Dos cursos alinhavados, o processo mais avançado é na área têxtil. A partir de uma parceria entre o setor empresarial com o Instituto Federal Sul-rio-grandense (IFSul) de Venâncio Aires, será possível oferecer um curso de 80 horas a partir do próximo ano. A expectativa é de que a qualificação profissionalizante inicie a partir de fevereiro.
“Estamos trabalhando na formalização das parcerias. A forma de seleção ainda está em estudo, como também ainda está em construção o plano de aula para ser extremamente prático”, destacou o diretor do campus de Venâncio Aires, Cristian Oliveira da Conceição. As turmas terão, no máximo, 15 alunos e as aulas serão preferencialmente à noite.

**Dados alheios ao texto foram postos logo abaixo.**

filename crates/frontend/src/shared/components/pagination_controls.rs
use crate::shared::icons::icon;
use contracts::shared::pagination::PAGE_SIZE_OPTIONS;
use leptos::prelude::*;

/// Переключатель страниц: первая, предыдущая, `N / M (всего)`, следующая, последняя.
///
/// Выбор размера страницы показывается только при заданном `on_page_size_change`.
#[component]
pub fn PaginationControls(
    /// Текущая страница (с нуля)
    #[prop(into)]
    current_page: Signal<usize>,
    #[prop(into)]
    total_pages: Signal<usize>,
    #[prop(into)]
    total_count: Signal<usize>,
    #[prop(into)]
    page_size: Signal<usize>,
    on_page_change: Callback<usize>,
    #[prop(default = None)]
    on_page_size_change: Option<Callback<usize>>,
) -> impl IntoView {
    let is_first = move || current_page.get() == 0;
    let is_last = move || current_page.get() + 1 >= total_pages.get().max(1);

    view! {
        <div class="pagination-controls">
            <button
                class="pagination-btn"
                on:click=move |_| on_page_change.run(0)
                disabled=is_first
                title="Первая страница"
            >
                {icon("chevrons-left")}
            </button>
            <button
                class="pagination-btn"
                on:click=move |_| on_page_change.run(current_page.get().saturating_sub(1))
                disabled=is_first
                title="Предыдущая страница"
            >
                {icon("chevron-left")}
            </button>
            <span class="pagination-info">
                {move || {
                    format!(
                        "{} / {} ({})",
                        current_page.get() + 1,
                        total_pages.get().max(1),
                        total_count.get()
                    )
                }}
            </span>
            <button
                class="pagination-btn"
                on:click=move |_| on_page_change.run(current_page.get() + 1)
                disabled=is_last
                title="Следующая страница"
            >
                {icon("chevron-right")}
            </button>
            <button
                class="pagination-btn"
                on:click=move |_| on_page_change.run(total_pages.get().max(1) - 1)
                disabled=is_last
                title="Последняя страница"
            >
                {icon("chevrons-right")}
            </button>
            {on_page_size_change.map(|on_change| view! {
                <select
                    class="page-size-select"
                    on:change=move |ev| {
                        if let Ok(size) = event_target_value(&ev).parse::<usize>() {
                            on_change.run(size);
                        }
                    }
                    prop:value=move || page_size.get().to_string()
                >
                    {PAGE_SIZE_OPTIONS.iter().map(|&size| view! {
                        <option value=size.to_string() selected=move || page_size.get() == size>
                            {size.to_string()}
                        </option>
                    }).collect_view()}
                </select>
            })}
        </div>
    }
}
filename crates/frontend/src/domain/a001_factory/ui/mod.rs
pub mod details;
pub mod list;
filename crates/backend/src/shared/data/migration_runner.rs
use crate::shared::config::{self, Config};
use crate::shared::data::db::build_sqlite_url;
use sqlx::sqlite::SqlitePool;
use std::path::PathBuf;

fn candidate_migrations_dirs() -> Vec<PathBuf> {
    let mut dirs = Vec::new();

    if let Ok(exe_path) = std::env::current_exe() {
        if let Some(exe_dir) = exe_path.parent() {
            dirs.push(exe_dir.join("migrations"));
        }
    }

    dirs.push(PathBuf::from("migrations"));
    dirs.push(PathBuf::from("../../migrations"));
    dirs.push(PathBuf::from("../../../migrations"));

    dirs
}

/// Применить SQL-миграции из каталога `migrations/`
pub async fn run_migrations(cfg: &Config) -> anyhow::Result<()> {
    let db_path = config::get_database_path(cfg)?;
    if let Some(parent) = db_path.parent() {
        std::fs::create_dir_all(parent)?;
    }
    let db_url = build_sqlite_url(&db_path);

    let pool = SqlitePool::connect(&db_url).await?;

    let migrations_dir = candidate_migrations_dirs()
        .into_iter()
        .find(|p| p.exists() && p.is_dir())
        .ok_or_else(|| anyhow::anyhow!("migrations directory not found"))?;

    tracing::info!("Using migrations directory: {}", migrations_dir.display());

    let migrator = sqlx::migrate::Migrator::new(migrations_dir.as_path()).await?;
    migrator.run(&pool).await?;
    pool.close().await;

    tracing::info!("Database migrations applied successfully");
    Ok(())
}
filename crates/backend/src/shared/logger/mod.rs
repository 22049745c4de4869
pub mod repository;

use contracts::shared::logger::LogLevel;
use repository::log_event_internal;

/// Логирование события на сервере
///
/// # Примеры
/// ```ignore
/// logger::log("startup", "Сервер запущен");
/// logger::log("a004_pm_plan", "План PM-0003 активирован");
/// ```
pub fn log(category: &str, message: &str) {
    log_event_internal(LogLevel::Info, "server", category, message);
}

pub fn warn(category: &str, message: &str) {
    log_event_internal(LogLevel::Warn, "server", category, message);
}

pub fn error(category: &str, message: &str) {
    log_event_internal(LogLevel::Error, "server", category, message);
}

Já a partir de chancela do Centro de Formação Profissional Serviço Nacional de Aprendizagem Industrial (Senai) Frederico Closs, é estudada a criação de um curso na área naval. “Temos uma fabricante de iates no município, mas que não consegue ampliar por falta de pessoas capacitadas”, destacou o secretário de Desenvolvimento Econômico, Trabalho e Turismo, Nilson Lehmen.
INCUBADORAS
Foi ressaltado no encontro que Venâncio Aires pode ganhar, a partir do próximo ano, duas incubadoras tecnológicas. Uma por meio de parceria entre Prefeitura e Universidade de Santa Cruz do Sul (Unisc) e uma segunda que é preparada pelo IFSul.
A incubadora tecnológica do Município é pensada para ser instalada em área da antiga Fundação Ambiental de Venâncio Aires (Favam), em Linha Ponte Queimada. Nos dois pavilhões, que somam mais de 1,2 mil metros quadrados, é estimado que até 10 empresas possam funcionar simultaneamente.
Ao mesmo tempo, o IFSul prepara a criação de sua própria rede de incubadoras e que ficarão instaladas nos campi de cada unidade. Conceição diz que a rede de incubadoras do instituto poderá atuar com empreendimentos de base tecnológica, de base tradicional, econômicos solidários e culturais.